Socially responsible investing (SSI) is any action taken by an investor or firm to ensure that their investment profits do not negatively impact the environment or human rights. For example, if you were to buy shares in a company that produces products using slave labor, you would be practicing SSI because you are “trying to avoid contributing to the practice of slavery” (Carroll et al., 2014). In addition, socially responsible investing is characterized by its focus on long-term value creation rather than short-term profits alone or immediate returns (Carroll et al., 2014). Impact investing refers to SSI that goes beyond merely avoiding negative impacts on the environment or human rights. Impact investing involves using an approach similar to socially responsible investing but focusing on investments with a more significant potential for positive social change rather than just financial return.
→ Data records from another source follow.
/// Bounds applied to every sender key record handled by a member.
#[derive(Clone, Debug, PartialEq, Eq)]
pub struct GroupConfig {
    /// How many iterations a message may jump ahead of the receiving chain.
    pub max_future_messages: u32,
    /// Skipped message keys kept per state; the lowest iterations are evicted first.
    pub max_message_keys: usize,
    /// Sender key states kept per record; the oldest are evicted first.
    pub max_states: usize,
}

impl Default for GroupConfig {
    fn default() -> Self {
        Self {
            max_future_messages: 2000,
            max_message_keys: 2000,
            max_states: 5,
        }
    }
}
Ethical, socially responsible, and sustainable investing is a way the average citizen can demonstrate their concern for CSR. Because CSR encompasses more than just business practices, it is essential to understand that there are many different ways that people can practice CSR. Some examples include:
- Investing in companies that have positive social impacts on socio-economic factors such as health and education;
- Investing in businesses that are making efforts to reduce their carbon footprint;
- Investing in products or services from companies that are known for being environmentally friendly;
- Investing in companies that have developed programs to help employees support each other through their workday; and/or
- Invest in companies that have programs that help employees volunteer at local non-profits (e.g., the Boy Scouts).